Approximately ten minutes after the phone call with the pill courier, Sergeant Randall, who was inside 73 Hyde Road, saw a man, later identified as Elkin Tabares, walking toward the entrance of the bait shop. Sergeant Randall and another officer placed Mr. Tabares in handcuffs. The other officer patted down Mr. Tabares outside his clothing and felt what appeared to be a bag of pills in Mr. Tabares's front pocket. The pocket was not searched at that time. Sergeant Randall asked Mr. Tabares where his car was and he looked down the driveway to 73 Hyde Road. From law enforcement's vantage point in front of the residence, portions of the winding driveway were not visible.

At approximately the same time, other law enforcement officers came upon the Defendant sitting in the driver's seat of a green four-door Hyundai with New Jersey plates which was parked in the driveway of 73 Hyde Road. These officers asked the Defendant to exit his vehicle and stand in front of a Vermont State Police cruiser. The cruiser's camera partially depicts what happened next.

Sergeant Randall walked with Crystal Miller past Mr. Tabares and Ms. Miller identified Mr. Tabares as a man who previously delivered pills to Mr. Larrow. Sergeant Randall and Ms. Miller then walked down the driveway towards Defendant. From a distance of approximately thirty feet, Sergeant Randall and Ms. Miller paused. At the time, Defendant was standing with his back facing them and his front facing a police cruiser hood upon which he is leaning with his palms down. A uniformed police officer stood directly behind Defendant. There were no other civilians in sight. In addition, Defendant was the only person of color and the only person in his twenties in sight.

Because of the distance, the cruiser camera depicts neither the women's features nor even enough detail to confirm their gender. The court's estimate of the distance is based upon car lengths (as there are two aligned end to end in the video) and is further based upon a law enforcement officer's approximate seventeen paces from the police cruiser to the women.

Law enforcement told Defendant to turn around and face Ms. Miller. He did so for approximately four seconds during which Ms. Miller allegedly identified him. Defendant was then told to turn back towards the police cruiser whereupon he was told to put his hands behind his back and was handcuffed and arrested.

After his arrest and receipt of Miranda warnings, Defendant agreed to speak with law enforcement and made incriminating statements.

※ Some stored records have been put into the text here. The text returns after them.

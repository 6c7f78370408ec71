/*!
Layered ElGamal encryption under the servers' joint public key (C2, consumed by C7).

A client seed or data element is encrypted once under the product of every
server's public element, then partially decrypted by each server in subgroup
order as the shuffle proceeds, matching the threshold-decryption structure the
original Neff-shuffle-derived `NeffShuffleRound` relies on rather than a true
onion scheme (no server ever fully decrypts on its own).
*/

use rand_core::CryptoRngCore;
use serde::{Deserialize, Serialize};

use super::group_math::{GroupElement, IntegerGroup, Scalar};

/// An ElGamal ciphertext: `gamma = g^r`, `phi = m * Y^r` for joint public key `Y`.
#[derive(Clone, Debug, PartialEq, Eq, Serialize, Deserialize)]
pub struct Ciphertext {
    pub gamma: GroupElement,
    pub phi: GroupElement,
}

/// Encrypts `plaintext` under the joint public key `joint_pk`, using randomness `r`.
pub fn encrypt(
    group: &IntegerGroup,
    joint_pk: &GroupElement,
    plaintext: &GroupElement,
    r: &Scalar,
) -> Ciphertext {
    let gamma = group.pow_g(r);
    let phi = group.mul(plaintext, &group.pow(joint_pk, r));
    Ciphertext { gamma, phi }
}

/// Re-randomizes `ciphertext` in place under the same joint public key, using fresh
/// randomness `r`. Used by each server during its shuffle step.
pub fn reencrypt(
    group: &IntegerGroup,
    joint_pk: &GroupElement,
    ciphertext: &Ciphertext,
    r: &Scalar,
) -> Ciphertext {
    Ciphertext {
        gamma: group.mul(&ciphertext.gamma, &group.pow_g(r)),
        phi: group.mul(&ciphertext.phi, &group.pow(joint_pk, r)),
    }
}

/// One server's partial decryption: strips that server's share `pk_i = g^{sk_i}` from `phi`,
/// returning the updated ciphertext and the decryption share `d_i = gamma^{sk_i}` that the
/// accompanying discrete-log-equality proof (`crypto::zkp::DleqProof`) attests to.
pub fn partial_decrypt(group: &IntegerGroup, ciphertext: &Ciphertext, secret_key: &Scalar) -> (Ciphertext, GroupElement) {
    let share = group.pow(&ciphertext.gamma, secret_key);
    let phi = group.div(&ciphertext.phi, &share);
    (
        Ciphertext {
            gamma: ciphertext.gamma.clone(),
            phi,
        },
        share,
    )
}

/// Picks a fresh randomizer for an encryption or re-encryption step.
pub fn random_factor(group: &IntegerGroup, rng: &mut dyn CryptoRngCore) -> Scalar {
    group.random_scalar(rng)
}

#[cfg(test)]
mod tests {
    use super::*;
    use rand_chacha::rand_core::SeedableRng;
    use rand_chacha::ChaCha20Rng;

    #[test]
    fn encrypt_reencrypt_and_full_partial_decrypt_recovers_plaintext() {
        let group = IntegerGroup::toy();
        let mut rng = ChaCha20Rng::seed_from_u64(21);

        let sk1 = group.random_scalar(&mut rng);
        let sk2 = group.random_scalar(&mut rng);
        let pk1 = group.pow_g(&sk1);
        let pk2 = group.pow_g(&sk2);
        let joint_pk = group.mul(&pk1, &pk2);

        let plaintext = group.pow_g(&Scalar::from_u64(42, &group));
        let r = random_factor(&group, &mut rng);
        let ct = encrypt(&group, &joint_pk, &plaintext, &r);

        let r2 = random_factor(&group, &mut rng);
        let ct = reencrypt(&group, &joint_pk, &ct, &r2);

        let (ct, _share1) = partial_decrypt(&group, &ct, &sk1);
        let (ct, _share2) = partial_decrypt(&group, &ct, &sk2);

        assert_eq!(ct.phi, plaintext);
    }
}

II. Conclusions of Law and Analysis.

The Government bears the burden in the first instance to establish that Defendant's incriminating statements are the fruits of a lawful arrest. Here, Defendant argues that his arrest was not lawful because the "show[up] here was so impermissibly suggestive that it violated [his] right to due process of law." (Doc. 34 at 3.) Defendant further contends that, in light of Mr. Larrow's statements that he did not recognize Defendant, without Ms. Miller's identification, law enforcement lacked probable cause for Defendant's arrest.

The Government counters that on-the-scene identifications are acceptable, lawful, and preferable to unnecessary detention of innocent suspects. The Government further argues that law enforcement had probable cause to arrest Defendant even without Ms. Miller's identification.

A. Whether the Showup Was Impermissibly Suggestive.

The United States Supreme Court has recognized that, after examining the totality of the circumstances, an identification procedure may be "so unnecessarily suggestive and conducive to irreparable mistaken identification that [a criminal defendant] [is] denied due process of law." Stovall v. Denno, 388 U.S. 293, 302 (1967), overruled on other grounds by Griffith v. Kentucky, 479 U.S. 314 (1987). In so ruling, the Court noted that, "[f]he practice of showing suspects singly to persons for the purpose of identification, and not as part of a lineup, has been widely condemned." Id. at 302.

In Neil v. Biggers, 409 U.S. 188 (1972), the Court went further and articulated a two pronged test for addressing a motion to suppress based upon an impermissibly suggestive identification. First, the defendant must establish that the identification procedure was impermissibly suggestive. If the first prong is satisfied, then the court must consider as part of the totality of the circumstances: "the opportunity of the witness to view the criminal at the time of the crime, the witness'[s] degree of attention, the accuracy of the witness'[s] prior description of the criminal, the level of certainty demonstrated by the witness at the confrontation, and the length of time between the crime and the confrontation." Id. 199-200; see also Manson v. Brathwaite, 432 U.S. 98, 107 (1977) ("[T]he first inquiry [is] whether the police used an impermissibly suggestive [identification] procedure[.] If so, the second inquiry is whether, under all the circumstances, that suggestive procedure gave rise to a substantial likelihood of irreparable misidentification.").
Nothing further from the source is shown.